- [WHAT NEEDS TO BE DONE] Count, in the entries below, the lines in which "unwrap" occurs. Give the number, nothing more.

- [DATASET ENTRIES]
//! PCM16 sample conversion
//!
//! Capture audio is float in `[-1, 1]` and leaves the core as signed 16-bit
//! little-endian PCM. Playback audio arrives as PCM16 and is turned back into
//! float for the output device.

use bytes::{BufMut, Bytes, BytesMut};

use crate::error::CodecError;

/// Scale factor for non-negative samples
const POSITIVE_SCALE: f32 = 32767.0;

/// Scale factor for negative samples
const NEGATIVE_SCALE: f32 = 32768.0;

/// Divisor used when turning PCM16 back into float
const DECODE_SCALE: f32 = 32768.0;

/// Encode float capture samples into PCM16 little-endian bytes.
///
/// Each sample is clamped to `[-1, 1]` first. Non-negative samples are
/// multiplied by 32767 and negative ones by 32768 so neither end overflows.
pub fn encode_capture(samples: &[f32]) -> Bytes {
    let mut out = BytesMut::with_capacity(samples.len() * 2);
    for &sample in samples {
        out.put_i16_le(float_to_i16(sample));
    }
    out.freeze()
}

/// Convert one float sample to a PCM16 value
#[inline]
pub fn float_to_i16(sample: f32) -> i16 {
    let s = sample.clamp(-1.0, 1.0);
    if s < 0.0 {
        (s * NEGATIVE_SCALE) as i16
    } else {
        (s * POSITIVE_SCALE) as i16
    }
}

/// Decode PCM16 little-endian bytes into float samples.
pub fn decode_playback(bytes: &[u8]) -> Result<Vec<f32>, CodecError> {
    Ok(pcm_bytes_to_samples(bytes)?
        .into_iter()
        .map(|v| v as f32 / DECODE_SCALE)
        .collect())
}

/// Interpret PCM16 little-endian bytes as samples
pub fn pcm_bytes_to_samples(bytes: &[u8]) -> Result<Vec<i16>, CodecError> {
    if bytes.len() % 2 != 0 {
        return Err(CodecError::OddByteLength(bytes.len()));
    }
    Ok(bytes
        .chunks_exact(2)
        .map(|chunk| i16::from_le_bytes([chunk[0], chunk[1]]))
        .collect())
}

/// Serialize samples as PCM16 little-endian bytes
pub fn samples_to_pcm_bytes(samples: &[i16]) -> Bytes {
    let mut out = BytesMut::with_capacity(samples.len() * 2);
    for &sample in samples {
        out.put_i16_le(sample);
    }
    out.freeze()
}

/// Apply a linear fade-in over the first `fade_len` samples and a linear
/// fade-out over the last `fade_len` samples.
///
/// The fade length is clipped to half the buffer so the two ramps never
/// overlap on short frames.
pub fn apply_edge_fades(samples: &mut [f32], fade_len: usize) {
    let len = samples.len();
    let n = fade_len.min(len / 2);
    if n == 0 {
        return;
    }
    for i in 0..n {
        let gain = i as f32 / n as f32;
        samples[i] *= gain;
        samples[len - 1 - i] *= gain;
    }
}

#[cfg(test)]
mod tests {
    use super::*;
    use proptest::prelude::*;

    #[test]
    fn test_encode_scales_asymmetrically() {
        let bytes = encode_capture(&[1.0, -1.0, 0.0, 0.5, -0.5]);
        let samples = pcm_bytes_to_samples(&bytes).unwrap();
        assert_eq!(samples, vec![32767, -32768, 0, 16383, -16384]);
    }

    #[test]
    fn test_encode_clamps_out_of_range() {
        let bytes = encode_capture(&[2.0, -3.5, f32::INFINITY, f32::NEG_INFINITY]);
        let samples = pcm_bytes_to_samples(&bytes).unwrap();
        assert_eq!(samples, vec![i16::MAX, i16::MIN, i16::MAX, i16::MIN]);
    }

    #[test]
    fn test_encode_is_little_endian() {
        let bytes = encode_capture(&[-1.0]);
        assert_eq!(&bytes[..], &[0x00, 0x80]);
    }

    #[test]
    fn test_decode_known_values() {
        let decoded = decode_playback(&[0x00, 0x40, 0x00, 0x80]).unwrap();
        assert_eq!(decoded, vec![0.5, -1.0]);
    }

    #[test]
    fn test_decode_rejects_odd_length() {
        assert_eq!(
            decode_playback(&[0x01, 0x02, 0x03]),
            Err(CodecError::OddByteLength(3))
        );
    }

    #[test]
    fn test_decode_empty() {
        assert!(decode_playback(&[]).unwrap().is_empty());
    }

    #[test]
    fn test_edge_fades() {
        let mut samples = vec![1.0f32; 256];
        apply_edge_fades(&mut samples, 64);

        assert_eq!(samples[0], 0.0);
        assert_eq!(samples[255], 0.0);
        assert!((samples[32] - 0.5).abs() < 1e-6);
        assert!((samples[255 - 32] - 0.5).abs() < 1e-6);
        assert_eq!(samples[64], 1.0);
        assert_eq!(samples[191], 1.0);
    }

    #[test]
    fn test_edge_fades_short_frame() {
        let mut samples = vec![1.0f32; 10];
        apply_edge_fades(&mut samples, 64);
        // Ramps shrink to five samples each
        assert_eq!(samples[0], 0.0);
        assert_eq!(samples[9], 0.0);
        assert!((samples[4] - 0.8).abs() < 1e-6);

        let mut single = vec![1.0f32];
        apply_edge_fades(&mut single, 64);
        assert_eq!(single, vec![1.0]);
    }

    proptest! {
        #[test]
        fn prop_pcm_round_trip_within_one_lsb(samples in proptest::collection::vec(any::<i16>(), 0..512)) {
            let normalized: Vec<f32> = samples.iter().map(|&s| s as f32 / 32768.0).collect();
            let decoded = decode_playback(&encode_capture(&normalized)).unwrap();
            prop_assert_eq!(decoded.len(), samples.len());
            for (original, back) in samples.iter().zip(decoded.iter()) {
                let diff = (*original as f32 - back * 32768.0).abs();
                prop_assert!(diff <= 1.0 + 1e-3, "{} decoded as {}", original, back * 32768.0);
            }
        }

        #[test]
        fn prop_encoded_length_is_two_bytes_per_sample(samples in proptest::collection::vec(-2.0f32..2.0, 0..512)) {
            prop_assert_eq!(encode_capture(&samples).len(), samples.len() * 2);
        }
    }
}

- [RESULT] 5